One figure is the whole answer: the number of lines below that contain the word "RootStatus".
---*---
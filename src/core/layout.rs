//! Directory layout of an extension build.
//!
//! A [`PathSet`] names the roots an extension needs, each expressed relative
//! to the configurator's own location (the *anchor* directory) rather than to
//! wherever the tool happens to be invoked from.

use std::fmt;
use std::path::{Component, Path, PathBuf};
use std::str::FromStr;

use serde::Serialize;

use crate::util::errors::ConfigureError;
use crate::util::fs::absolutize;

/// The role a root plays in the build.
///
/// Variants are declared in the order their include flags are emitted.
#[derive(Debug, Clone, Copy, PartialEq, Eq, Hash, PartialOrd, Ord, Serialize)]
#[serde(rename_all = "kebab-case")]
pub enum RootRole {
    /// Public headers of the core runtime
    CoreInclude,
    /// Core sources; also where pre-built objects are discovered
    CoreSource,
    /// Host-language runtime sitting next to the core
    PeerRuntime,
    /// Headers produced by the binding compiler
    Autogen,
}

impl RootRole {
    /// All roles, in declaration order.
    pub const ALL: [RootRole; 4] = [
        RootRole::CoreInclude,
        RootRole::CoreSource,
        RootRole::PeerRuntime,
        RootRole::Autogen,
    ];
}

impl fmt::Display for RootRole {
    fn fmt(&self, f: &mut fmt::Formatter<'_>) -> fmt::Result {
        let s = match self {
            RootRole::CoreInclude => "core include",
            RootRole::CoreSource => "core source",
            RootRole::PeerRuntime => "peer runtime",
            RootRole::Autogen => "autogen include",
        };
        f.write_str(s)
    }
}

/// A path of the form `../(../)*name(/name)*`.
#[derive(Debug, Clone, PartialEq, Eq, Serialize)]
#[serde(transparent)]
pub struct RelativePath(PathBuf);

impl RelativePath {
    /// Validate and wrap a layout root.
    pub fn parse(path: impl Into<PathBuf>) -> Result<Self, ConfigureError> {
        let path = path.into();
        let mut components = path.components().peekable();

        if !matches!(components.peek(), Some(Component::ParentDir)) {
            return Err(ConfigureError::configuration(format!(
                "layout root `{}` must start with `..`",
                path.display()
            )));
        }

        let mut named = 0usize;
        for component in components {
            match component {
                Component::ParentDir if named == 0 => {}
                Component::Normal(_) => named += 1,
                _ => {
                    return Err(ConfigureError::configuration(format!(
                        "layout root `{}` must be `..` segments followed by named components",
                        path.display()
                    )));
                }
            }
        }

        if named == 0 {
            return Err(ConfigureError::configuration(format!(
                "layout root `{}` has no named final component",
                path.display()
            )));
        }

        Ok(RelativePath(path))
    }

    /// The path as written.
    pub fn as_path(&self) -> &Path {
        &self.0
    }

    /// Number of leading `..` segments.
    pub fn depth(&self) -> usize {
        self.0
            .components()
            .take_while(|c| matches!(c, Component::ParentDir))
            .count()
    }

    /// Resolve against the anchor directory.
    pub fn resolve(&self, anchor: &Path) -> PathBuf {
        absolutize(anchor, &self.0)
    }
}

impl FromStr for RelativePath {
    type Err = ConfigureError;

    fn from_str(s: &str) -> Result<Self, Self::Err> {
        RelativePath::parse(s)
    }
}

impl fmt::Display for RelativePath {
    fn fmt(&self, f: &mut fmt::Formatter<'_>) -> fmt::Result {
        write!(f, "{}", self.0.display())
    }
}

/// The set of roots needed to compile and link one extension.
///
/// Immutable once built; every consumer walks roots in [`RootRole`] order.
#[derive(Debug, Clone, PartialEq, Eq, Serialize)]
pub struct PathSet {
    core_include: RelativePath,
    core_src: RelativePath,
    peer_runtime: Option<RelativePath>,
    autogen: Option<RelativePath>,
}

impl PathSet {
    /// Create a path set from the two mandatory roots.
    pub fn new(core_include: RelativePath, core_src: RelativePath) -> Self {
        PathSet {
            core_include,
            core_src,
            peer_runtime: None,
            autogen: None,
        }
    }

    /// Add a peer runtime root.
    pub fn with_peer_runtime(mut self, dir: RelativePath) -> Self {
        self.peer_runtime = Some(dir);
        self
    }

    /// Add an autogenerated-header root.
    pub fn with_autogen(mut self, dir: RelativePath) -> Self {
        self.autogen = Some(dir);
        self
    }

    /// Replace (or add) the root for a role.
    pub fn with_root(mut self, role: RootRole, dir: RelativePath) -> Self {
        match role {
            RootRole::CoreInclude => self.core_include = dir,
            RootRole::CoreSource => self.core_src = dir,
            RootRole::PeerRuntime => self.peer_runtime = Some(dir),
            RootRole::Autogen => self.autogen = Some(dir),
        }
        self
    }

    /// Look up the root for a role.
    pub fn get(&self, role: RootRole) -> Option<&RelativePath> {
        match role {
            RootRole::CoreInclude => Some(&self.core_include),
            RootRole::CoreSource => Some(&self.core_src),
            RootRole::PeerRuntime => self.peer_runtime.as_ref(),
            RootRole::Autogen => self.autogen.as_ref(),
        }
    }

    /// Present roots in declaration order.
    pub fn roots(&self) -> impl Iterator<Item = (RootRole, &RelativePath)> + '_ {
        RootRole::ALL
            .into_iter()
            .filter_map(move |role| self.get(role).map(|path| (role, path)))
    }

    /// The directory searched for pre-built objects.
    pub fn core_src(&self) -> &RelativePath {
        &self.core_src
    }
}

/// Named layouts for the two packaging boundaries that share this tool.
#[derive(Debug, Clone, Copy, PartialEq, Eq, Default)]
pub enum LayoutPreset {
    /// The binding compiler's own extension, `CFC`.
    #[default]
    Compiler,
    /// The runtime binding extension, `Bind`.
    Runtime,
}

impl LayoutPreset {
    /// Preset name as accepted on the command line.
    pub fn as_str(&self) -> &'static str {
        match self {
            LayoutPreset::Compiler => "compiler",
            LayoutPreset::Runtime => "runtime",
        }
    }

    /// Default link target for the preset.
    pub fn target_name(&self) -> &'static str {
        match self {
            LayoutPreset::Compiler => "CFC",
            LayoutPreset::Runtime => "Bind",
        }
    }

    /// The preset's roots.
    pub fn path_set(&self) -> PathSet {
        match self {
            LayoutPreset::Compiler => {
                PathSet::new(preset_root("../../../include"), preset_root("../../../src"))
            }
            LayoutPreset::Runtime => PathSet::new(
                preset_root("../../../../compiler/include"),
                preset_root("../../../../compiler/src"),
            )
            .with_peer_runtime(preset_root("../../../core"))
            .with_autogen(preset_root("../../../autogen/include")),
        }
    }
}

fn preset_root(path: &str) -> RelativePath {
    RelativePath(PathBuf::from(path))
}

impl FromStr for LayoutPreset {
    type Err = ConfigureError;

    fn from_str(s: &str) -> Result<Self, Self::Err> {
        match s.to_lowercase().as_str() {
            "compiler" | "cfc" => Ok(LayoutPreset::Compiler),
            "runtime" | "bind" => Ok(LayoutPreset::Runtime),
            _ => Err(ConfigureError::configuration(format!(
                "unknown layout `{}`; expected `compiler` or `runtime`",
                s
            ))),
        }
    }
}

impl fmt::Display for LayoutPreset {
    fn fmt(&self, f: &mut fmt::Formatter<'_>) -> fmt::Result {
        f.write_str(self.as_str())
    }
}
---*---
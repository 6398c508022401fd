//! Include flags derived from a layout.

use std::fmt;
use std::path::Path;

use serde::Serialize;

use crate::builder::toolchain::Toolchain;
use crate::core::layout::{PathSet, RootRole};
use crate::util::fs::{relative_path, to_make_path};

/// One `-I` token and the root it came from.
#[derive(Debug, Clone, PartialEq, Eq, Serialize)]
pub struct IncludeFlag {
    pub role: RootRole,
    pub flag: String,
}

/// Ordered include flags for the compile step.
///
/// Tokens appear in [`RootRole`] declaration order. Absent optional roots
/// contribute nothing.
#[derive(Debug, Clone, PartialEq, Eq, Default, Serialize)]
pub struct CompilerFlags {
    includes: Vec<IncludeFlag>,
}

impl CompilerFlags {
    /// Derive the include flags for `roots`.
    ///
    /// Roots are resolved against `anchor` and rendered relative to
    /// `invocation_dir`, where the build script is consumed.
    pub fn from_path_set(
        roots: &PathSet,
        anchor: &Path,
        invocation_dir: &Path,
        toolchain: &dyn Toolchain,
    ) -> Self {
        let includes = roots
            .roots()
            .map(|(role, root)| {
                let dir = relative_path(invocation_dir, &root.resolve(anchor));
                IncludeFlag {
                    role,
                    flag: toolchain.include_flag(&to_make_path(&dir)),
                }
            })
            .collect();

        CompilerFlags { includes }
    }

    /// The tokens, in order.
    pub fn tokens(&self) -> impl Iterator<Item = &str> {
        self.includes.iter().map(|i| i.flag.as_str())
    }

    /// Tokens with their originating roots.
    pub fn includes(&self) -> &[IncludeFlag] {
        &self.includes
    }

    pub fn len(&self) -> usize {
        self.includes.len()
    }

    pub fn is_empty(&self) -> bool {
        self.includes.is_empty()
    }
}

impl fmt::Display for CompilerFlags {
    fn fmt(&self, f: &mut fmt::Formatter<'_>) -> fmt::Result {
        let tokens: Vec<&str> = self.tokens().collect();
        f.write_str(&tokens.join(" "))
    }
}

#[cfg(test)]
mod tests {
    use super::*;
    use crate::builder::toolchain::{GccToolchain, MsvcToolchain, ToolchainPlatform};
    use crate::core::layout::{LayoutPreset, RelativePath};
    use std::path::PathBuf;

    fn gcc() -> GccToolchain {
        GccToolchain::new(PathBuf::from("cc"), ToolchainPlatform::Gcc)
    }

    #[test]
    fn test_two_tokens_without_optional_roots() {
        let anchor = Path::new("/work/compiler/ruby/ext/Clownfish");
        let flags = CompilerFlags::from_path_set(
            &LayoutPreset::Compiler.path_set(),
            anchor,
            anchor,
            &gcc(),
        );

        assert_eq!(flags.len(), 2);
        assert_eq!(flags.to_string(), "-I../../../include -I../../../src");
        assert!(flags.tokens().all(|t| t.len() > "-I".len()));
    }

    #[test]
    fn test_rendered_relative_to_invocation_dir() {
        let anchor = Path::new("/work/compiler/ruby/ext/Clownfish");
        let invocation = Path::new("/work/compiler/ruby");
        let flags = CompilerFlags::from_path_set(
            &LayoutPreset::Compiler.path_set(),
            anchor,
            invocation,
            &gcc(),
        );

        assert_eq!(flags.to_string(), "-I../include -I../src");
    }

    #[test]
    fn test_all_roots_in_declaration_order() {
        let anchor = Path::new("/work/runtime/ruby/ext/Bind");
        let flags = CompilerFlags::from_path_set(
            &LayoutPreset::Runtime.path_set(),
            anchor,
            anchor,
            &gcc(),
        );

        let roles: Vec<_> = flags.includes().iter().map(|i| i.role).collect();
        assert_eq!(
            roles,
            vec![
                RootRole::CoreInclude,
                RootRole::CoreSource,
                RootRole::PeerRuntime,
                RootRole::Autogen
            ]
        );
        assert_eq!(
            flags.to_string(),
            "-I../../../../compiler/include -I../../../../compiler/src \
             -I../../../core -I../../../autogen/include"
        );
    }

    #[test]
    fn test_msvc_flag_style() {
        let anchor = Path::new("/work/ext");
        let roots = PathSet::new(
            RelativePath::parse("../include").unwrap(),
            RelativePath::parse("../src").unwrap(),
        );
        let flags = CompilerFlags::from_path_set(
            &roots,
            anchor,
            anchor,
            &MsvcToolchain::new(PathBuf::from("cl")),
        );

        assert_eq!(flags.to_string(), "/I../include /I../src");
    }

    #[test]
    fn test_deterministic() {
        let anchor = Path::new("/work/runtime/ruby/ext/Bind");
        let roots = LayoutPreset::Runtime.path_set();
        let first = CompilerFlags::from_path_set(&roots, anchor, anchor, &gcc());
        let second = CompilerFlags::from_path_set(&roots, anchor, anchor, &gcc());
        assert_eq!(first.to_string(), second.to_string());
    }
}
---*---
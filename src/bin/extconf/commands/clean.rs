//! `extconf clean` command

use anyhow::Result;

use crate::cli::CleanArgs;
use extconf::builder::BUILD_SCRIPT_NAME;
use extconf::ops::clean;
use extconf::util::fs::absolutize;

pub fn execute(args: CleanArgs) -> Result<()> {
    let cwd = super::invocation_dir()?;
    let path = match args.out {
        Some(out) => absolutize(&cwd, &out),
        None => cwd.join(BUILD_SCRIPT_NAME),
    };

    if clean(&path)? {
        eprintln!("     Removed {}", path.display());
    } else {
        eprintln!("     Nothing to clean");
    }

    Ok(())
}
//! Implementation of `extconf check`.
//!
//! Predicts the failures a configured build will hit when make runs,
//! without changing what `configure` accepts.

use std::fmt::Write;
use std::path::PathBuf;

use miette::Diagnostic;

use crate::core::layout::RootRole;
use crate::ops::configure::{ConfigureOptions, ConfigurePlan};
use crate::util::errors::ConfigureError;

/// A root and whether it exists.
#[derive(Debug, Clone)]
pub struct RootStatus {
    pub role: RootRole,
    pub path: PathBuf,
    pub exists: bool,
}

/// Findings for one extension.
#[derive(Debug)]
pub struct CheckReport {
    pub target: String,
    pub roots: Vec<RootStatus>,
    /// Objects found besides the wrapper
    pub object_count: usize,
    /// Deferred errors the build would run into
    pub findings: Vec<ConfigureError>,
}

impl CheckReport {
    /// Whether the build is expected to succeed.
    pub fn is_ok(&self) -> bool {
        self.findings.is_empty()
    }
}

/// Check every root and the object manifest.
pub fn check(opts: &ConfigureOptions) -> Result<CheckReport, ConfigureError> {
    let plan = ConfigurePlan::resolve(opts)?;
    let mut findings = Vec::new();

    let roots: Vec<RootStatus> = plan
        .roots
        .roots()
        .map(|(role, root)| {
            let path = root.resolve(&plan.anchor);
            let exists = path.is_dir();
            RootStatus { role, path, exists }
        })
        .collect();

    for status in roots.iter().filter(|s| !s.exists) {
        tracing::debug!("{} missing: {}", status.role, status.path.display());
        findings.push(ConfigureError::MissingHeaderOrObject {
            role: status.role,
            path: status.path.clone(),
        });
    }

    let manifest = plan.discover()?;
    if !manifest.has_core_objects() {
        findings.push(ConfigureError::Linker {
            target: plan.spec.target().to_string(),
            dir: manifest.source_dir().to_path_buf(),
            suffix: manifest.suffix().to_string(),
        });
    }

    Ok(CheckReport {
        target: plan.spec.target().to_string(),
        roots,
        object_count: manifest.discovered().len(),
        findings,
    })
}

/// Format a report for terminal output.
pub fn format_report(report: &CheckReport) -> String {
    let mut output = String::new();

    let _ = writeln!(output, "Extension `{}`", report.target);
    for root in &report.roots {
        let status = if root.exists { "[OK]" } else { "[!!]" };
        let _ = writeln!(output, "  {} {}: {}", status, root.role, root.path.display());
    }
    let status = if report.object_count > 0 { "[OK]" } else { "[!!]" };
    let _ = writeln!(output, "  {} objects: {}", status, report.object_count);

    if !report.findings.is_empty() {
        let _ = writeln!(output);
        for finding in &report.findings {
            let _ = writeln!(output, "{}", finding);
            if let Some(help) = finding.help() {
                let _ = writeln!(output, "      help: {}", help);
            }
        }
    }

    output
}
---*---
### Solved exercise
4